Acadlore takes over the publication of IJEI from 2025 Vol. 8, No. 5. The preceding volumes were published under a CC BY 4.0 license by the previous owner, and displayed here as agreed between Acadlore and the previous owner. ✯ : This issue/volume is not published by Acadlore.
Short-and Long-Term Forecasting of Ambient Air Pollution Levels Using Wavelet-Based Non-Linear Autoregressive Artificial Neural Networks with Exogenous Inputs
Abstract:
Roadside air pollution is a major issue due to its adverse effects on human health and the environment. This highlights the need for parsimonious and robust forecasting tools that help vulnerable members of the public reduce their exposure to harmful air pollutants. Recent results in air pollution forecasting applications include the use of hybrid models based on non-linear autoregressive artificial neural networks (ANN) with exogenous multi-variable inputs (NARX) and wavelet decomposition techniques. However, attempts employing both methods into one hybrid modelling system have not been widely made. Hence, this work further investigates the utilisation of wavelet-based NARX-ANN models in the shortand long-term prediction of hourly NO2 concentration levels. The models were trained using emissions and meteorological data collected from a busy roadside site in Central London, United Kingdom from January to December 2015. A discrete wavelet transformation technique was then implemented to address the highly variable characteristic of the collected NO2 concentration data. Overall results exhibit the superiority of the wavelet-based NARX-ANN models improving the accuracy of the benchmark NARX-ANN model results by up to 6% in terms of explained variance. The proposed models also provide fairly accurate long-term forecasts, explaining 68–76% of the variance of actual NO2 data.
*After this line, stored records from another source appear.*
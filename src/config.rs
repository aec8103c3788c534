//! Runtime configuration: JSON file, then environment / CLI overrides.

use crate::domain::SchemaShape;
use crate::error::AppError;
use crate::infra::DbLocation;
use serde::{Deserialize, Serialize};
use std::path::{Path, PathBuf};
use std::time::Duration;

#[derive(Debug, Clone, PartialEq, Eq, Serialize, Deserialize)]
#[serde(default)]
pub struct Config {
    /// SQLite file, or `:memory:`.
    pub database: String,
    /// Directory holding one JSON file per revision.
    pub migrations_dir: PathBuf,
    /// Desired schema shape used to autogenerate revisions.
    pub model_path: Option<PathBuf>,
    pub step_timeout_secs: Option<u64>,
    pub busy_timeout_ms: u64,
}

impl Default for Config {
    fn default() -> Self {
        Self {
            database: "database.db".to_string(),
            migrations_dir: PathBuf::from("migrations/versions"),
            model_path: None,
            step_timeout_secs: None,
            busy_timeout_ms: 5000,
        }
    }
}

impl Config {
    pub fn from_file(path: &Path) -> Result<Self, AppError> {
        let json = std::fs::read_to_string(path)
            .map_err(|e| AppError::Config(format!("Failed to read {:?}: {}", path, e)))?;
        serde_json::from_str(&json)
            .map_err(|e| AppError::Config(format!("Invalid config {:?}: {}", path, e)))
    }

    pub fn location(&self) -> DbLocation {
        DbLocation::parse(&self.database)
    }

    pub fn step_timeout(&self) -> Option<Duration> {
        self.step_timeout_secs
            .filter(|secs| *secs > 0)
            .map(Duration::from_secs)
    }

    pub fn busy_timeout(&self) -> Duration {
        Duration::from_millis(self.busy_timeout_ms)
    }

    /// Load the model file, if one is configured.
    pub fn load_model(&self) -> Result<Option<SchemaShape>, AppError> {
        let Some(path) = &self.model_path else {
            return Ok(None);
        };
        let json = std::fs::read_to_string(path)
            .map_err(|e| AppError::Config(format!("Failed to read model {:?}: {}", path, e)))?;
        SchemaShape::from_json(&json).map(Some)
    }
}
In conclusion, the findings of this study demonstrate the high potential of wavelet-based NARX-ANN models as alternative tools in short- and long-term forecasting of air pollutants in urban environments.
1. Introduction
Roadside air pollution continues to attract special attention from both decision-making and scientific communities as it is being linked to premature mortalities and chronic illnesses among individuals residing in densely populated areas [1]–[3]. This highlights the need for air pollution monitoring and early-warning systems. Automated monitoring sites measure the concentrations of several key air pollutants and meteorological variables, contributing to the development of a time series database. Through the collected data, modelling tools are trained to model air pollution evolution and spatiotemporal trends. Air quality forecasts can assist legislators and urban city planners in making informed protection measures to manage air pollution and traffic [1], [2]. They also provide the public with early-warning updates that influence the daily behaviour of the public during potential peak pollution events.
Artificial neural networks (ANNs) are among the most popular black-box tools in air pollution forecasting applications [5]–[7]. Inspired by the information-processing mechanisms of biological neurons, ANNs have been shown to be robust tools capable of nonlinear mapping and self-adaptation [4]. However, ANN models have difficulties dealing with extreme levels of air pollutant concentrations [8], [9]. This can be explained by the limited continuous observations of the extreme pollutant levels leading to fewer representative training data, e.g. the imbalance data problem, and the highly variable concentration levels at a local scale. Due to the data-driven nature of ANN models, the manner the inputs are represented has a direct influence on the performance of ANN models. [10], [11].
Wavelet transformation is a technique applied to decompose a given original function, e.g. an air quality time series, into several subseries with lesser variability. The utilisation of wavelets with ANNs in the context of air pollution forecasting has been proposed in recent years. For instance, a wavelet-based Support Vector Machine model was applied to predict CO levels at various locations in Warsaw, Poland. A wavelet transformation with an ensemble of ANN models was applied to predict daily average levels of PM10 in Warsaw, Poland [12]. A wavelet-feedforward ANN model was employed to predict hourly levels of O3 at three urban sites in Oltenia, Romania [2]. Finally, wavelet transformation was applied with ANN models to predict daily PM10 levels at an urban site in Chongqing, China [13].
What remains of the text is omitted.